§ Task instructions
Go through the data below and return each line where the string "Copy" appears.

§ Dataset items
● ● ●

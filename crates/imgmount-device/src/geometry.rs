//! Block device geometry probing.
//!
//! A device's byte length and its sector size are two independent
//! properties, queried with two independent native calls on every platform
//! that has any native call at all. The platform method is chosen once
//! ([`GeometryProbe::for_host`]) and bound as a plain function value; a
//! failure of either native call is final for that probe.
//!
//! Platforms without a native call fall back to seeking: the length is the
//! end-of-stream offset and the sector size defaults to
//! [`DEFAULT_SECTOR_SIZE`], both with a warning.

use std::fs::File;
use std::io::{Seek, SeekFrom};

use crate::error::DeviceError;

/// Sector size assumed when the platform cannot report one.
pub const DEFAULT_SECTOR_SIZE: u32 = 512;

/// Byte length and sector size of an opened device.
#[derive(Debug, Clone, Copy, PartialEq, Eq)]
pub struct Geometry {
    /// Total length in bytes.
    pub length: u64,
    /// Physical sector size in bytes.
    pub sector_size: u32,
}

/// How a [`GeometryProbe`] queries the device.
#[derive(Debug, Clone, Copy, PartialEq, Eq)]
pub enum ProbeMethod {
    /// `IOCTL_DISK_GET_LENGTH_INFO` + `IOCTL_DISK_GET_DRIVE_GEOMETRY`.
    WindowsIoctl,
    /// `DIOCGMEDIASIZE` + `DIOCGSECTORSIZE`.
    BsdIoctl,
    /// `DKIOCGETBLOCKCOUNT` + `DKIOCGETBLOCKSIZE`.
    DarwinIoctl,
    /// `BLKGETSIZE64` + `BLKSSZGET`.
    LinuxIoctl,
    /// Seek to the end, default sector size.
    SeekFallback,
}

/// A bound geometry query.
pub type ProbeFn = fn(&mut File) -> Result<Geometry, DeviceError>;

/// Geometry query selected once for the running host.
#[derive(Debug, Clone, Copy)]
pub struct GeometryProbe {
    method: ProbeMethod,
    probe: ProbeFn,
}

impl GeometryProbe {
    /// Select the native method for the platform this binary was built for.
    pub fn for_host() -> Self {
        #[cfg(windows)]
        {
            Self::bind(ProbeMethod::WindowsIoctl, windows::probe)
        }
        #[cfg(any(target_os = "freebsd", target_os = "dragonfly"))]
        {
            Self::bind(ProbeMethod::BsdIoctl, bsd::probe)
        }
        #[cfg(any(target_os = "macos", target_os = "ios"))]
        {
            Self::bind(ProbeMethod::DarwinIoctl, darwin::probe)
        }
        #[cfg(any(target_os = "linux", target_os = "android"))]
        {
            Self::bind(ProbeMethod::LinuxIoctl, linux::probe)
        }
        #[cfg(not(any(
            windows,
            target_os = "freebsd",
            target_os = "dragonfly",
            target_os = "macos",
            target_os = "ios",
            target_os = "linux",
            target_os = "android"
        )))]
        {
            Self::seek_fallback()
        }
    }

    /// The seek-based probe, usable on any seekable handle.
    pub fn seek_fallback() -> Self {
        Self::bind(ProbeMethod::SeekFallback, seek_probe)
    }

    /// Bind an arbitrary probe function.
    pub fn bind(method: ProbeMethod, probe: ProbeFn) -> Self {
        Self { method, probe }
    }

    /// The method this probe uses.
    pub fn method(&self) -> ProbeMethod {
        self.method
    }

    /// Query the geometry of an open device handle.
    pub fn probe(&self, file: &mut File) -> Result<Geometry, DeviceError> {
        let geometry = (self.probe)(file)?;
        tracing::debug!(
            method = ?self.method,
            length = geometry.length,
            sector_size = geometry.sector_size,
            "probed device geometry"
        );
        Ok(geometry)
    }
}

fn seek_probe(file: &mut File) -> Result<Geometry, DeviceError> {
    probe_by_seeking(file)
}

/// Determine geometry without a native call.
///
/// The stream is left at the position it had on entry. Taking `&mut`
/// keeps the seek round-trip free of interleaved I/O.
pub fn probe_by_seeking<S: Seek>(stream: &mut S) -> Result<Geometry, DeviceError> {
    tracing::warn!("no native geometry query on this platform, measuring length by seeking");
    let original = stream.stream_position()?;
    let length = stream.seek(SeekFrom::End(0))?;
    stream.seek(SeekFrom::Start(original))?;

    tracing::warn!(
        sector_size = DEFAULT_SECTOR_SIZE,
        "sector size unknown, assuming default"
    );
    Ok(Geometry {
        length,
        sector_size: DEFAULT_SECTOR_SIZE,
    })
}

#[cfg(any(target_os = "linux", target_os = "android"))]
mod linux {
    use std::fs::File;
    use std::io;
    use std::os::fd::AsRawFd;

    use super::Geometry;
    use crate::error::DeviceError;

    use libc::{BLKSSZGET, Ioctl};

    /// `_IOR(0x12, 114, size_t)`; libc exports no constant for it.
    pub(super) const BLKGETSIZE64: Ioctl = libc::_IOR::<libc::size_t>(0x12, 114);

    pub(super) fn probe(file: &mut File) -> Result<Geometry, DeviceError> {
        let fd = file.as_raw_fd();

        let mut length: u64 = 0;
        // SAFETY: BLKGETSIZE64 writes one u64 through the pointer.
        let rc = unsafe { libc::ioctl(fd, BLKGETSIZE64, &mut length as *mut u64) };
        if rc < 0 {
            return Err(DeviceError::query("BLKGETSIZE64", io::Error::last_os_error()));
        }

        let mut sector_size: libc::c_int = 0;
        // SAFETY: BLKSSZGET writes one int through the pointer.
        let rc = unsafe { libc::ioctl(fd, BLKSSZGET, &mut sector_size as *mut libc::c_int) };
        if rc < 0 {
            return Err(DeviceError::query("BLKSSZGET", io::Error::last_os_error()));
        }

        Ok(Geometry {
            length,
            sector_size: sector_size as u32,
        })
    }
}

#[cfg(any(
    target_os = "freebsd",
    target_os = "dragonfly",
    target_os = "macos",
    target_os = "ios"
))]
const fn bsd_ior(group: u8, num: u8, size: usize) -> u64 {
    0x4000_0000 | (((size as u64) & 0x1fff) << 16) | ((group as u64) << 8) | num as u64
}

#[cfg(any(target_os = "freebsd", target_os = "dragonfly"))]
mod bsd {
    use std::fs::File;
    use std::io;
    use std::os::fd::AsRawFd;

    use super::{Geometry, bsd_ior};
    use crate::error::DeviceError;

    const DIOCGSECTORSIZE: u64 = bsd_ior(b'd', 128, std::mem::size_of::<libc::c_uint>());
    const DIOCGMEDIASIZE: u64 = bsd_ior(b'd', 129, std::mem::size_of::<libc::off_t>());

    pub(super) fn probe(file: &mut File) -> Result<Geometry, DeviceError> {
        let fd = file.as_raw_fd();

        let mut length: libc::off_t = 0;
        // SAFETY: DIOCGMEDIASIZE writes one off_t through the pointer.
        let rc = unsafe { libc::ioctl(fd, DIOCGMEDIASIZE as _, &mut length as *mut libc::off_t) };
        if rc < 0 {
            return Err(DeviceError::query("DIOCGMEDIASIZE", io::Error::last_os_error()));
        }

        let mut sector_size: libc::c_uint = 0;
        // SAFETY: DIOCGSECTORSIZE writes one u_int through the pointer.
        let rc =
            unsafe { libc::ioctl(fd, DIOCGSECTORSIZE as _, &mut sector_size as *mut libc::c_uint) };
        if rc < 0 {
            return Err(DeviceError::query("DIOCGSECTORSIZE", io::Error::last_os_error()));
        }

        Ok(Geometry {
            length: length as u64,
            sector_size,
        })
    }
}

#[cfg(any(target_os = "macos", target_os = "ios"))]
mod darwin {
    use std::fs::File;
    use std::io;
    use std::os::fd::AsRawFd;

    use super::{Geometry, bsd_ior};
    use crate::error::DeviceError;

    const DKIOCGETBLOCKSIZE: u64 = bsd_ior(b'd', 24, std::mem::size_of::<u32>());
    const DKIOCGETBLOCKCOUNT: u64 = bsd_ior(b'd', 25, std::mem::size_of::<u64>());

    pub(super) fn probe(file: &mut File) -> Result<Geometry, DeviceError> {
        let fd = file.as_raw_fd();

        let mut block_size: u32 = 0;
        // SAFETY: DKIOCGETBLOCKSIZE writes one u32 through the pointer.
        let rc = unsafe { libc::ioctl(fd, DKIOCGETBLOCKSIZE as _, &mut block_size as *mut u32) };
        if rc < 0 {
            return Err(DeviceError::query("DKIOCGETBLOCKSIZE", io::Error::last_os_error()));
        }

        let mut block_count: u64 = 0;
        // SAFETY: DKIOCGETBLOCKCOUNT writes one u64 through the pointer.
        let rc = unsafe { libc::ioctl(fd, DKIOCGETBLOCKCOUNT as _, &mut block_count as *mut u64) };
        if rc < 0 {
            return Err(DeviceError::query("DKIOCGETBLOCKCOUNT", io::Error::last_os_error()));
        }

        Ok(Geometry {
            length: block_count * block_size as u64,
            sector_size: block_size,
        })
    }
}

#[cfg(windows)]
mod windows {
    use std::fs::File;
    use std::io;
    use std::mem::{MaybeUninit, size_of};
    use std::os::windows::io::AsRawHandle;
    use std::ptr;

    use windows_sys::Win32::System::IO::DeviceIoControl;
    use windows_sys::Win32::System::Ioctl::{
        DISK_GEOMETRY, GET_LENGTH_INFORMATION, IOCTL_DISK_GET_DRIVE_GEOMETRY,
        IOCTL_DISK_GET_LENGTH_INFO,
    };

    use super::Geometry;
    use crate::error::DeviceError;

    /// Issue one output-only control command.
    ///
    /// `T` must be a plain-old-data record that is valid when zeroed.
    fn control<T: Copy>(file: &File, code: u32, operation: &'static str) -> Result<T, DeviceError> {
        let mut out = MaybeUninit::<T>::zeroed();
        let mut returned: u32 = 0;
        // SAFETY: the output buffer is exactly size_of::<T>() bytes and the
        // call is synchronous (no OVERLAPPED).
        let ok = unsafe {
            DeviceIoControl(
                file.as_raw_handle() as _,
                code,
                ptr::null(),
                0,
                out.as_mut_ptr().cast(),
                size_of::<T>() as u32,
                &mut returned,
                ptr::null_mut(),
            )
        };
        if ok == 0 {
            return Err(DeviceError::query(operation, io::Error::last_os_error()));
        }
        // SAFETY: zero-initialized POD, filled in by the driver.
        Ok(unsafe { out.assume_init() })
    }

    pub(super) fn probe(file: &mut File) -> Result<Geometry, DeviceError> {
        let length: GET_LENGTH_INFORMATION =
            control(file, IOCTL_DISK_GET_LENGTH_INFO, "IOCTL_DISK_GET_LENGTH_INFO")?;
        let geometry: DISK_GEOMETRY =
            control(file, IOCTL_DISK_GET_DRIVE_GEOMETRY, "IOCTL_DISK_GET_DRIVE_GEOMETRY")?;

        Ok(Geometry {
            length: length.Length as u64,
            sector_size: geometry.BytesPerSector,
        })
    }
}

#[cfg(test)]
mod tests {
    use super::*;
    use std::io::{Cursor, Write};

    #[test]
    fn test_seek_probe_measures_length() {
        let mut stream = Cursor::new(vec![0u8; 10_000]);
        let geometry = probe_by_seeking(&mut stream).unwrap();
        assert_eq!(geometry.length, 10_000);
        assert_eq!(geometry.sector_size, 512);
        assert_eq!(stream.position(), 0);
    }

    #[test]
    fn test_seek_probe_restores_position() {
        let mut stream = Cursor::new(vec![0u8; 4096]);
        stream.set_position(1000);
        let geometry = probe_by_seeking(&mut stream).unwrap();
        assert_eq!(geometry.length, 4096);
        assert_eq!(stream.position(), 1000);
    }

    #[test]
    fn test_seek_fallback_probe_on_file() {
        let mut file = tempfile::tempfile().unwrap();
        file.write_all(&[7u8; 10_000]).unwrap();
        file.seek(SeekFrom::Start(0)).unwrap();

        let probe = GeometryProbe::seek_fallback();
        assert_eq!(probe.method(), ProbeMethod::SeekFallback);

        let geometry = probe.probe(&mut file).unwrap();
        assert_eq!(
            geometry,
            Geometry {
                length: 10_000,
                sector_size: 512
            }
        );
        assert_eq!(file.stream_position().unwrap(), 0);
    }

    #[cfg(target_os = "linux")]
    #[test]
    fn test_native_probe_on_regular_file_fails_without_fallback() {
        let mut file = tempfile::tempfile().unwrap();
        file.write_all(&[0u8; 1024]).unwrap();

        let probe = GeometryProbe::for_host();
        assert_eq!(probe.method(), ProbeMethod::LinuxIoctl);

        let err = probe.probe(&mut file).unwrap_err();
        assert!(matches!(err, DeviceError::Query { operation: "BLKGETSIZE64", .. }));
        assert!(err.os_code().is_some());
    }

    #[cfg(all(target_os = "linux", any(target_arch = "x86_64", target_arch = "aarch64")))]
    #[test]
    fn test_block_ioctl_requests_match_kernel_values() {
        assert_eq!(linux::BLKGETSIZE64 as u32, 0x8008_1272);
        assert_eq!(libc::BLKSSZGET as u32, 0x1268);
    }
}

● ● ●

§ Reply to the exercise
#[derive(Debug, Clone, Copy, PartialEq, Eq)]
#[derive(Debug, Clone, Copy, PartialEq, Eq)]
#[derive(Debug, Clone, Copy)]
    fn control<T: Copy>(file: &File, code: u32, operation: &'static str) -> Result<T, DeviceError> {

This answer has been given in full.